May 2026
You have to go away before you can come back, but we don't really do that anymore. We curate our undead internet fame at all times as if someone was paying attention, inverting the whole notion of scarcity, that fundament of economics. But me, I'm off the road for a while, and trying hard to go away. The fruit trees have bloomed, the light gets longer, the fishing is good. There are certain things I'm probably supposed to do, but in spring I have a hard time remembering what they are. I wouldn't bother you at all, but I have one show each in May and June, and this is still technically my job.
COCK'N BULL – Much like myself, the Cock'n Bull in Galway, NY is in the midst of celebrating its 50th year, and they've asked us to come and be a part of things. So we'll start the Memorial Day weekend with a Friday night show (5/22) in the quartet formation, with our friend Winnie Roy opening the show, and joining the band on vocals. This is hands down one of the loveliest places we get to play. The food is great, the company is sweet, the sound perfect, the scale human. If you're within an hour or two, come up to Galway and see us play an old barn that smells like woodsmoke and sounds like heaven. Don't miss supper.
WORD BARN – In June we'll be back at the Word Barn Meadow in Exeter, NH (6/5), a little series that's steadily outgrown it's initial footprint to become a beloved stop on what they used to call the Couch Circuit, the constellation of little rooms strung out across the country where music is played to a hundred people or less. Now they have an outdoor stage, and things continue to refine. This is another great place to hear and play music, so throw a lawn chair and a beer koozie in your car, come and find us.

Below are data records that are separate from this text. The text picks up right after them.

use super::{quiet_after, quiet_before, Bars};
use crate::common::{BarcodeError, BarcodeResult};

// The four shift characters are represented by lower case a to d
static ALPHABET: &[u8; 48] = b"0123456789ABCDEFGHIJKLMNOPQRSTUVWXYZ-. $/+%abcd*";

// Nine modules per character, most significant bit first, three bars and three spaces
static ENCODINGS: [u16; 48] = [
    0x114, 0x148, 0x144, 0x142, 0x128, 0x124, 0x122, 0x150, 0x112, 0x10A, // 0-9
    0x1A8, 0x1A4, 0x1A2, 0x194, 0x192, 0x18A, 0x168, 0x164, 0x162, 0x134, // A-J
    0x11A, 0x158, 0x14C, 0x146, 0x12C, 0x116, 0x1B4, 0x1B2, 0x1AC, 0x1A6, // K-T
    0x196, 0x19A, 0x16C, 0x166, 0x136, 0x13A, // U-Z
    0x12E, 0x1D4, 0x1D2, 0x1CA, 0x16E, 0x176, 0x1AE, // - . space $ / + %
    0x126, 0x1DA, 0x1D6, 0x132, 0x15E, // shifts and *
];

const ASTERISK: usize = 47;

// Full ASCII
//------------------------------------------------------------------------------

fn to_extended(data: &str) -> BarcodeResult<Vec<u8>> {
    let mut res = Vec::with_capacity(data.len() * 2);
    for &c in data.as_bytes() {
        match c {
            0 => res.extend_from_slice(b"bU"),
            1..=26 => res.extend_from_slice(&[b'a', b'A' + c - 1]),
            27..=31 => res.extend_from_slice(&[b'b', b'A' + c - 27]),
            b' ' | b'$' | b'%' | b'+' | b'-' | b'.' | b'/' | b'0'..=b'9' | b'A'..=b'Z' => res.push(c),
            b'!'..=b',' => res.extend_from_slice(&[b'c', b'A' + c - b'!']),
            b':' => res.extend_from_slice(b"cZ"),
            b';'..=b'?' => res.extend_from_slice(&[b'b', b'F' + c - b';']),
            b'@' => res.extend_from_slice(b"bV"),
            b'['..=b'_' => res.extend_from_slice(&[b'b', b'K' + c - b'[']),
            b'`' => res.extend_from_slice(b"bW"),
            b'a'..=b'z' => res.extend_from_slice(&[b'd', b'A' + c - b'a']),
            b'{'..=127 => res.extend_from_slice(&[b'b', b'P' + c - b'{']),
            _ => return Err(BarcodeError::InvalidChar),
        }
    }
    Ok(res)
}

fn from_extended(encoded: &[u8]) -> Option<String> {
    let mut out = String::with_capacity(encoded.len());
    let mut it = encoded.iter().copied();
    while let Some(c) = it.next() {
        if !(b'a'..=b'd').contains(&c) {
            out.push(char::from(c));
            continue;
        }
        let next = it.next()?;
        let decoded = match (c, next) {
            (b'd', b'A'..=b'Z') => next + 32,
            (b'a', b'A'..=b'Z') => next - 64,
            (b'b', b'A'..=b'E') => next - 38,
            (b'b', b'F'..=b'J') => next - 11,
            (b'b', b'K'..=b'O') => next + 16,
            (b'b', b'P'..=b'T') => next + 43,
            (b'b', b'U') => 0,
            (b'b', b'V') => b'@',
            (b'b', b'W') => b'`',
            (b'b', b'X'..=b'Z') => 127,
            (b'c', b'A'..=b'O') => next - 32,
            (b'c', b'Z') => b':',
            _ => return None,
        };
        out.push(char::from(decoded));
    }
    Some(out)
}

// Weighted mod 47 sum, weights counting up from the last character and wrapping
fn checksum(indices: &[usize], max_weight: usize) -> usize {
    indices.iter().rev().enumerate().map(|(i, &v)| v * (i % max_weight + 1)).sum::<usize>() % 47
}

fn index_of(c: u8) -> Option<usize> {
    ALPHABET.iter().position(|&a| a == c)
}

// Encoding
//------------------------------------------------------------------------------

/// Code 93 with full ASCII shifts and the two C and K check characters.
pub fn encode(data: &str) -> BarcodeResult<Vec<bool>> {
    let mut indices: Vec<usize> =
        to_extended(data)?.into_iter().map(|c| index_of(c).ok_or(BarcodeError::InvalidChar)).collect::<Result<_, _>>()?;
    indices.push(checksum(&indices, 20));
    indices.push(checksum(&indices, 15));

    let mut bars = Bars::default();
    for i in std::iter::once(ASTERISK).chain(indices).chain(std::iter::once(ASTERISK)) {
        let e = ENCODINGS[i];
        bars.0.extend((0..9).rev().map(|b| e >> b & 1 == 1));
    }
    // Termination bar
    bars.0.push(true);
    Ok(bars.0)
}

// Decoding
//------------------------------------------------------------------------------

// Rounds six runs to module widths and packs them into a nine module pattern
fn to_pattern(counters: &[usize]) -> Option<u16> {
    let total: usize = counters.iter().sum();
    if total == 0 {
        return None;
    }
    let mut pattern = 0u16;
    let mut modules = 0;
    for (i, &c) in counters.iter().enumerate() {
        let w = ((c * 9) as f32 / total as f32).round() as usize;
        if !(1..=4).contains(&w) {
            return None;
        }
        modules += w;
        for _ in 0..w {
            pattern = (pattern << 1) | (i % 2 == 0) as u16;
        }
    }
    (modules == 9).then_some(pattern)
}

fn decode_at(runs: &[usize], start: usize) -> Option<String> {
    let width: usize = runs[start..start + 6].iter().sum();
    if to_pattern(&runs[start..start + 6])? != ENCODINGS[ASTERISK] || !quiet_before(runs, start, width as f32 / 2.0) {
        return None;
    }

    let mut indices = Vec::new();
    let mut pos = start + 6;
    loop {
        if pos + 7 > runs.len() {
            return None;
        }
        let pattern = to_pattern(&runs[pos..pos + 6])?;
        let i = ENCODINGS.iter().position(|&e| e == pattern)?;
        pos += 6;
        if i == ASTERISK {
            break;
        }
        indices.push(i);
    }
    // Termination bar then quiet zone
    if indices.len() < 3 || !quiet_after(runs, pos + 1, width as f32 / 2.0) {
        return None;
    }

    let n = indices.len();
    if checksum(&indices[..n - 2], 20) != indices[n - 2] || checksum(&indices[..n - 1], 15) != indices[n - 1] {
        return None;
    }
    let text: Vec<u8> = indices[..n - 2].iter().map(|&i| ALPHABET[i]).collect();
    from_extended(&text)
}

pub fn decode(runs: &[usize]) -> Option<String> {
    (1..runs.len().saturating_sub(6)).step_by(2).find_map(|i| decode_at(runs, i))
}

#[cfg(test)]
mod code93_tests {
    use super::*;
    use crate::oned::runs;
    use test_case::test_case;

    fn read(bars: &[bool]) -> Option<String> {
        let mut row = vec![false; 20];
        row.extend_from_slice(bars);
        row.extend(std::iter::repeat(false).take(20));
        decode(&runs(&row))
    }

    #[test]
    fn test_encodings_shape() {
        for e in ENCODINGS {
            assert_eq!(e >> 8, 1, "starts with a bar");
            assert_eq!(e & 1, 0, "ends with a space");
        }
    }

    #[test]
    fn test_check_characters() {
        // "TEST93" checks as C = '+', K = '6'
        let idx: Vec<usize> = b"TEST93".iter().map(|&c| index_of(c).unwrap()).collect();
        let c = checksum(&idx, 20);
        let mut with_c = idx.clone();
        with_c.push(c);
        assert_eq!((c, checksum(&with_c, 15)), (index_of(b'+').unwrap(), index_of(b'6').unwrap()));
    }

    #[test_case("CODE93"; "basic")]
    #[test_case("Code 93 lower"; "shifted")]
    #[test_case("tab\there{}"; "controls and braces")]
    fn test_roundtrip(text: &str) {
        assert_eq!(read(&encode(text).unwrap()).as_deref(), Some(text));
    }

    #[test]
    fn test_extended_table() {
        for c in 0u8..128 {
            let s = (c as char).to_string();
            assert_eq!(from_extended(&to_extended(&s).unwrap()).as_deref(), Some(s.as_str()), "char {c}");
        }
    }
}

DERESIEWICZ – I met Bill Deresiewicz when he interviewed me for an article in Harpers Magazine, after which we began a long argument by mail about a particular writer, and became friends. It's rare I find anyone who likes to argue as much as I do. I've read his books, and found his social criticism – of the bizarre post-literate, post-fact landscape of our dazzlingly stupid time – bracing and thoughtful. He published a nice essay last week on quality of teaching in the context of the research university model, and I've probably shared this older essay on American tribalism with twenty people over the past few years.
GIOIA – I follow a few people on Substack, and Ted Gioia's letter is consistently rangy, compelling, and useful. He's pointed me toward some musicians and composers I wouldn't have found otherwise and I think his takes on the business of music, the importance of genuine literacy, and the generation and maintenance of culture, are spot on.
I'm not going to work much this summer. Our kid is finishing high school and going off to college and I plan to stick around, go broke, and tell you as little as possible. This fall I'll tour extensively with my dear friend John Convertino on the drum kit, reprising the stripped-down drums and guitars approach of years prior, maybe picking up a player here or there. In the meantime I've been writing songs, revising poems, mowing the lawn. I read somewhere that when the economy goes to shit people gravitate toward darker and sadder music. Boom times are surely the horizon, if we can afford to fill the tank.